- [Task objective]: Your response should contain every line from the data below that holds the string "InitError".

- [Data to use]:
+ + +
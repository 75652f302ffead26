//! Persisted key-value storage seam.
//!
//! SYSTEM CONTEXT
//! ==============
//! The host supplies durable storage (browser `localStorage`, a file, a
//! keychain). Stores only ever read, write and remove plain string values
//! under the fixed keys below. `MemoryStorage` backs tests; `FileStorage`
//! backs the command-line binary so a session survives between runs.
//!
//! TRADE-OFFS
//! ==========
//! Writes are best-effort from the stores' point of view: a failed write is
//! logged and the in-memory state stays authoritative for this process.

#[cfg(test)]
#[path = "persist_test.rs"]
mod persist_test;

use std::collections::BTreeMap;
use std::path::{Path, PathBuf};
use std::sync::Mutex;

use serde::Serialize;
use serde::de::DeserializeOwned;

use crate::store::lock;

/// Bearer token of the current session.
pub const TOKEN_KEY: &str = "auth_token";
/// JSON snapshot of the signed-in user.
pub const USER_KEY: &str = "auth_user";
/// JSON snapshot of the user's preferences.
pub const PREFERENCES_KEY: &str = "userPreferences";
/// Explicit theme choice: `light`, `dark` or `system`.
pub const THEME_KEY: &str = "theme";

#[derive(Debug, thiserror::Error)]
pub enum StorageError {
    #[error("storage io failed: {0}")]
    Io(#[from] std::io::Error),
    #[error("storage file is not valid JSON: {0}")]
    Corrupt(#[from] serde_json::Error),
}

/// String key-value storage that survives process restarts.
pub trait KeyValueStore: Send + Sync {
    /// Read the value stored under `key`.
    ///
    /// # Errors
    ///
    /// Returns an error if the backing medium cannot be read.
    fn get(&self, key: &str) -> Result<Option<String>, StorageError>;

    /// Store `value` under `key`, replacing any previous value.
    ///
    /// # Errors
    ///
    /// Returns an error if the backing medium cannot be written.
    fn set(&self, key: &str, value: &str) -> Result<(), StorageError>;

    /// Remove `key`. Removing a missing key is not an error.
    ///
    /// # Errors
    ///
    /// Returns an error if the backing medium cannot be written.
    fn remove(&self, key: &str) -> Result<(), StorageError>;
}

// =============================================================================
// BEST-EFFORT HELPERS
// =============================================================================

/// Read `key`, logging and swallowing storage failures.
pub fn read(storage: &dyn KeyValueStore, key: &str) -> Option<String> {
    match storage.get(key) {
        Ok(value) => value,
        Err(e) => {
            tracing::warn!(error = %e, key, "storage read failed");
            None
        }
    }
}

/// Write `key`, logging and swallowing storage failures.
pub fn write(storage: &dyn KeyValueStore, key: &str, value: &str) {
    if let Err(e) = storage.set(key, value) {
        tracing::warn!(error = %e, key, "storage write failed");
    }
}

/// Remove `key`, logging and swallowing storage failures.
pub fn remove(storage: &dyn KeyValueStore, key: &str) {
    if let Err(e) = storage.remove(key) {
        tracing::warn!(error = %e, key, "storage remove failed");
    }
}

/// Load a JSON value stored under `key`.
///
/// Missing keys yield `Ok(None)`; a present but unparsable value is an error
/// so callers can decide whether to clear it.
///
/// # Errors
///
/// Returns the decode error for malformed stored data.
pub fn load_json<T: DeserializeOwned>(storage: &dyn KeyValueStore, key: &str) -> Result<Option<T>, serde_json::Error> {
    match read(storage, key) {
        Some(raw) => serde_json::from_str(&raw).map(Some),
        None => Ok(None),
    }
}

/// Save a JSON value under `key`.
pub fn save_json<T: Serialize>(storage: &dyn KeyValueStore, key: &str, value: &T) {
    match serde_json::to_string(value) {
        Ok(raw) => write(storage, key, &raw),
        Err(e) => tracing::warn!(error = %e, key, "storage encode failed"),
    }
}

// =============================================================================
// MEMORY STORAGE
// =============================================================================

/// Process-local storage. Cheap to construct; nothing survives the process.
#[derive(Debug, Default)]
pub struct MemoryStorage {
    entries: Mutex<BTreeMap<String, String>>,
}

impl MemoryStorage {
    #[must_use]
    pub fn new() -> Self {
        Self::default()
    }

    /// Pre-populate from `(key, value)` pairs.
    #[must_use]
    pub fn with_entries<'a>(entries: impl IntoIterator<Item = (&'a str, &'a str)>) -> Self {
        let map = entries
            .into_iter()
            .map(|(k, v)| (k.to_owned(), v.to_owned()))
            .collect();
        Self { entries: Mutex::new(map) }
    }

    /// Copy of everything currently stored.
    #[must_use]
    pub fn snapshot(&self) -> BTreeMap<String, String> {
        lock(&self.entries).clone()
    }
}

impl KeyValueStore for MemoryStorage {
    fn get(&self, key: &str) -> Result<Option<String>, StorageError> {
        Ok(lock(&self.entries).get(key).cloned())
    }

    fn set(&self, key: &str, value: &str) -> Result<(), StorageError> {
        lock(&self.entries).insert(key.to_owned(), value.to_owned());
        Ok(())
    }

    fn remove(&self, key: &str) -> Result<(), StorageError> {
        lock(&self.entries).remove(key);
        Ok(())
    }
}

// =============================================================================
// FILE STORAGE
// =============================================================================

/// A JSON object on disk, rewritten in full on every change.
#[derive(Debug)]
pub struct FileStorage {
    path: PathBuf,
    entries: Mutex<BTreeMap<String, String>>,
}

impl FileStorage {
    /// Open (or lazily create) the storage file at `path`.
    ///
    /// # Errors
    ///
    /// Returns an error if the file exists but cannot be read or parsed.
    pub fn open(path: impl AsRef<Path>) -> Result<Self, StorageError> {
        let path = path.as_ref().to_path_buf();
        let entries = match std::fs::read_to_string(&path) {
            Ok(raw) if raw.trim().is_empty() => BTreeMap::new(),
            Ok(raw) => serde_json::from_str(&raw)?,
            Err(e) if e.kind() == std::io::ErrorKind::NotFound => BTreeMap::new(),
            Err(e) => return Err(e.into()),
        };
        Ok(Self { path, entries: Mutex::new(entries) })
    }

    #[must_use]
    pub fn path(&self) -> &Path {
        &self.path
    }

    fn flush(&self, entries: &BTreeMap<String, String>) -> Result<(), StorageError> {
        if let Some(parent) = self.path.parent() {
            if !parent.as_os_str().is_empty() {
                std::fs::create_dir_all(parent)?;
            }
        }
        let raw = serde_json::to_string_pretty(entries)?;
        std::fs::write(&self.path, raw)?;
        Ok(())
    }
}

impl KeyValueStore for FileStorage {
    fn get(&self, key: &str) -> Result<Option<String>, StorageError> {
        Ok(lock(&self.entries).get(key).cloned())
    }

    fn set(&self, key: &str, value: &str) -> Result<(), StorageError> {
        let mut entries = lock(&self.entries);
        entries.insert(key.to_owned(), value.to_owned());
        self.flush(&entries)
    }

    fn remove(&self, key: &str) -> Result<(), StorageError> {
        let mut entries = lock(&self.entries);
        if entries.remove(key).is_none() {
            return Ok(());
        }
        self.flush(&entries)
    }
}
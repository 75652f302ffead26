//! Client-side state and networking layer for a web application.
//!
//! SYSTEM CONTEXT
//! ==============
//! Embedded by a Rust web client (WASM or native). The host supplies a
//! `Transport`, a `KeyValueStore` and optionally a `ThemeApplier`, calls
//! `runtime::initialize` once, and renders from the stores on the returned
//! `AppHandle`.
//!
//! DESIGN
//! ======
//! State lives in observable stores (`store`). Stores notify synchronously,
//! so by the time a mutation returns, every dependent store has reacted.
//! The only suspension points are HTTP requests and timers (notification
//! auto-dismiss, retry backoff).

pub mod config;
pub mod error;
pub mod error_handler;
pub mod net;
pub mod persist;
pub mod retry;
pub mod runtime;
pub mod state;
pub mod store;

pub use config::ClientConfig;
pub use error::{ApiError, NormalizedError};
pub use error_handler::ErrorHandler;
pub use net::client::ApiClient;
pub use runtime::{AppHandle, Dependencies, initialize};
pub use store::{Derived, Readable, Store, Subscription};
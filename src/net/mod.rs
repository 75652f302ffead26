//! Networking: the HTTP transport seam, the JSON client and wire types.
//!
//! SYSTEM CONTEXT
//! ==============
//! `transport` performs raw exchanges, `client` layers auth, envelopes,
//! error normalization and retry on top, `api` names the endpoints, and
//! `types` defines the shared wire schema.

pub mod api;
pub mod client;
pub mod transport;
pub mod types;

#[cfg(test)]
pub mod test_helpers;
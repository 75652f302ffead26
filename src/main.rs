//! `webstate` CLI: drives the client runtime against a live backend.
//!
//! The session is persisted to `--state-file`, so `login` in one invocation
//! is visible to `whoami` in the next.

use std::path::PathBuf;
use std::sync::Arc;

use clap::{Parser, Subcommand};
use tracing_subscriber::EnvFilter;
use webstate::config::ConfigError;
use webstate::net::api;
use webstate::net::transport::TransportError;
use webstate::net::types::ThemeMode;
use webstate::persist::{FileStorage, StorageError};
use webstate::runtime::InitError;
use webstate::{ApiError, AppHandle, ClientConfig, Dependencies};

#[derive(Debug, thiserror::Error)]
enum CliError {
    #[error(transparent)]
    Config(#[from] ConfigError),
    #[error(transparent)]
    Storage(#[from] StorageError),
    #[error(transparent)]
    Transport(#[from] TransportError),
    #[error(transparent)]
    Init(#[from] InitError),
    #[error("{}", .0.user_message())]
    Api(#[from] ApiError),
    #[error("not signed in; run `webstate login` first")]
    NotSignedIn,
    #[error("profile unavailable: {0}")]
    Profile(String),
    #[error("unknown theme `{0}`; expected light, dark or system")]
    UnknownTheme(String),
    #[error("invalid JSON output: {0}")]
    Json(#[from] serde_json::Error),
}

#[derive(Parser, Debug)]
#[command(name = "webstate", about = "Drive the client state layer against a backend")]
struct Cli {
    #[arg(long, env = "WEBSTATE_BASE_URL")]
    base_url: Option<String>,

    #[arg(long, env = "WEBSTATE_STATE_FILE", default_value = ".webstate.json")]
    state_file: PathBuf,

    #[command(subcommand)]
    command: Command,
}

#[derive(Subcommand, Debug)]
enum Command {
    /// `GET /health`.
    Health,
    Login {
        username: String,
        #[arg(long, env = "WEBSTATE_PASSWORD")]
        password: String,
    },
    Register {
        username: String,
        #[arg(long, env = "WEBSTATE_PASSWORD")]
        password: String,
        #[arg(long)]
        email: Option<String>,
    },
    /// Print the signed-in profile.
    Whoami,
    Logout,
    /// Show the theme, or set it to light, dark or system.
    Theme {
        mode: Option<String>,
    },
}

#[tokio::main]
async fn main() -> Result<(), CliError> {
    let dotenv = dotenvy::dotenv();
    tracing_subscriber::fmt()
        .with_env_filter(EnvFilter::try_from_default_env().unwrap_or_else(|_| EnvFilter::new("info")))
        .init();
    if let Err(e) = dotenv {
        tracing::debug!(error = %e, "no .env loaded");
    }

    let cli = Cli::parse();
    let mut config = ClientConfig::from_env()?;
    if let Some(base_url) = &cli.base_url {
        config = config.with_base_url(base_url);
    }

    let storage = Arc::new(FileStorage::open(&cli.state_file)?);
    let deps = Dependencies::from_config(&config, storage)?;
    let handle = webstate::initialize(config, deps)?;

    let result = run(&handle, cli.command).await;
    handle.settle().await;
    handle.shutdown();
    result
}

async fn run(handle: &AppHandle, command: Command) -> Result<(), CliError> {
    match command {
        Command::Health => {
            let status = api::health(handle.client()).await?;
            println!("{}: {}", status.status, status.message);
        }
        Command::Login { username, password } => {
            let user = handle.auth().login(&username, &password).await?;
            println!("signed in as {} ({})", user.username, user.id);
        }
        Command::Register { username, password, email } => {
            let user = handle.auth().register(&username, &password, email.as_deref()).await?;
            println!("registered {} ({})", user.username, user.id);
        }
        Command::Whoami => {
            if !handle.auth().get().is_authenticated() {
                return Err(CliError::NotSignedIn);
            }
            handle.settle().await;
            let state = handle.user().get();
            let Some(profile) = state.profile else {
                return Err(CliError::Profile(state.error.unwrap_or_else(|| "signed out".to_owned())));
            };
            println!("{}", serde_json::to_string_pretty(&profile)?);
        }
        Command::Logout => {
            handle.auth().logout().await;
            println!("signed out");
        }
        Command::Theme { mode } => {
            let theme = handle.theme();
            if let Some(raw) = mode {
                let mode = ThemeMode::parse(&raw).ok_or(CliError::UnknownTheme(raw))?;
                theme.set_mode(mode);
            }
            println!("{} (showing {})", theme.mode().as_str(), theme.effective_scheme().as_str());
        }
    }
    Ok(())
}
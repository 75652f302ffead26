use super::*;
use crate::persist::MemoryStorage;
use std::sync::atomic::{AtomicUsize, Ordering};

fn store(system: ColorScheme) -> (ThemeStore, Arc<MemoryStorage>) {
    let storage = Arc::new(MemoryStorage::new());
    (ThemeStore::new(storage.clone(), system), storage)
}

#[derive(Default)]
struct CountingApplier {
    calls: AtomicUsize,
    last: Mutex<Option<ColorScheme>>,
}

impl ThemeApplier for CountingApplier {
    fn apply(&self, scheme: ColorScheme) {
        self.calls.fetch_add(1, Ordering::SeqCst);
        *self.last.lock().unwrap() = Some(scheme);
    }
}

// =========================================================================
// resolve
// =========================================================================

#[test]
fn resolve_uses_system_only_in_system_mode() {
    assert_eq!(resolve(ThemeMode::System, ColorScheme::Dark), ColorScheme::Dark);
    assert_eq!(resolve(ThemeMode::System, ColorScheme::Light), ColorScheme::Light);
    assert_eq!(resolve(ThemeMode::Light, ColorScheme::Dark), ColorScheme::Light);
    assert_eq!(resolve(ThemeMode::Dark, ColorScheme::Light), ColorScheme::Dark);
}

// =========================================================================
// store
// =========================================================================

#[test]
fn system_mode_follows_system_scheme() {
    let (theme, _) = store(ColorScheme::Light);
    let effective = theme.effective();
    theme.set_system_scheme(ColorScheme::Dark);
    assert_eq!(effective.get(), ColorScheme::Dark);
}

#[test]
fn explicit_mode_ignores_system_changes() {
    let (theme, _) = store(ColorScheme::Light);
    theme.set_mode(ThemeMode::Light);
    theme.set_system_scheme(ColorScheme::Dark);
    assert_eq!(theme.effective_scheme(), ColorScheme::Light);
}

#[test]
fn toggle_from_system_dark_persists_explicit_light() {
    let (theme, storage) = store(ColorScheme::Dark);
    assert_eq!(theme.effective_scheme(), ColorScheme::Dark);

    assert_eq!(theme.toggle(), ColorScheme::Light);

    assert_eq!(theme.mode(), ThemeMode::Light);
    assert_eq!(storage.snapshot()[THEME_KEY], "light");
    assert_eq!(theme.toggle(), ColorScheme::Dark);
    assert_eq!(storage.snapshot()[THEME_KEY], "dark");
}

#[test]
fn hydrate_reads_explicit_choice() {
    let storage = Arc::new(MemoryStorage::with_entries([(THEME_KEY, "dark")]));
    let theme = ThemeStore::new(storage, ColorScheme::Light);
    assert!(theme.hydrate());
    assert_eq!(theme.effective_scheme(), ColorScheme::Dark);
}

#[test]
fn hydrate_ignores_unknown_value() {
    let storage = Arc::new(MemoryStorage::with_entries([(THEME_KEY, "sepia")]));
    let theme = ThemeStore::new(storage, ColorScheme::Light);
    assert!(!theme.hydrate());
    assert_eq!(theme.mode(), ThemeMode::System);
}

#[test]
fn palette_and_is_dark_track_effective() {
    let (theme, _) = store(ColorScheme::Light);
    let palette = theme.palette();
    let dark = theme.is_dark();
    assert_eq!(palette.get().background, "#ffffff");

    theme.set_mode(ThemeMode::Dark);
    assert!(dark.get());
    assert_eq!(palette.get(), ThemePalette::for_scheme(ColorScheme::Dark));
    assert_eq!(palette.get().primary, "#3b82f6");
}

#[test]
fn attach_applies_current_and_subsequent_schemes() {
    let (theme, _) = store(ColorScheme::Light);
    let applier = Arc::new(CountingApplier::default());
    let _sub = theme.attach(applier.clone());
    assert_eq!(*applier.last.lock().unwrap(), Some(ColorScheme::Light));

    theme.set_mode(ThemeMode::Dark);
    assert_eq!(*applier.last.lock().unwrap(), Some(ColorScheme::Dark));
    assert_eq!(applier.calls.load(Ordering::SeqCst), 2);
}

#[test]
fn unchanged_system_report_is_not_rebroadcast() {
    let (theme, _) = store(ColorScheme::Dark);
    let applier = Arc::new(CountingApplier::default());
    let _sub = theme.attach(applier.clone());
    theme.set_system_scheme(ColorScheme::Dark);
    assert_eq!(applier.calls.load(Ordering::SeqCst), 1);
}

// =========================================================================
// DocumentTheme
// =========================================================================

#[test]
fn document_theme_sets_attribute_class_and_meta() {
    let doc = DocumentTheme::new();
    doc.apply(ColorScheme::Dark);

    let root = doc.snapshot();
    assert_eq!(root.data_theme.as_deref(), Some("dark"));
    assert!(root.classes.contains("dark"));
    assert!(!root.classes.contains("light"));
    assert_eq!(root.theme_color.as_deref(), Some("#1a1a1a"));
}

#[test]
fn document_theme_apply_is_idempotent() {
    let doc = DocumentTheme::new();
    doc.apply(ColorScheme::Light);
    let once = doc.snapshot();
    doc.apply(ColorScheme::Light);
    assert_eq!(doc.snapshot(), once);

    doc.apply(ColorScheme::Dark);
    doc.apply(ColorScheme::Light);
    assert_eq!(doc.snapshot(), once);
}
+ + +
- [Your response]:
use webstate::runtime::InitError;
    Init(#[from] InitError),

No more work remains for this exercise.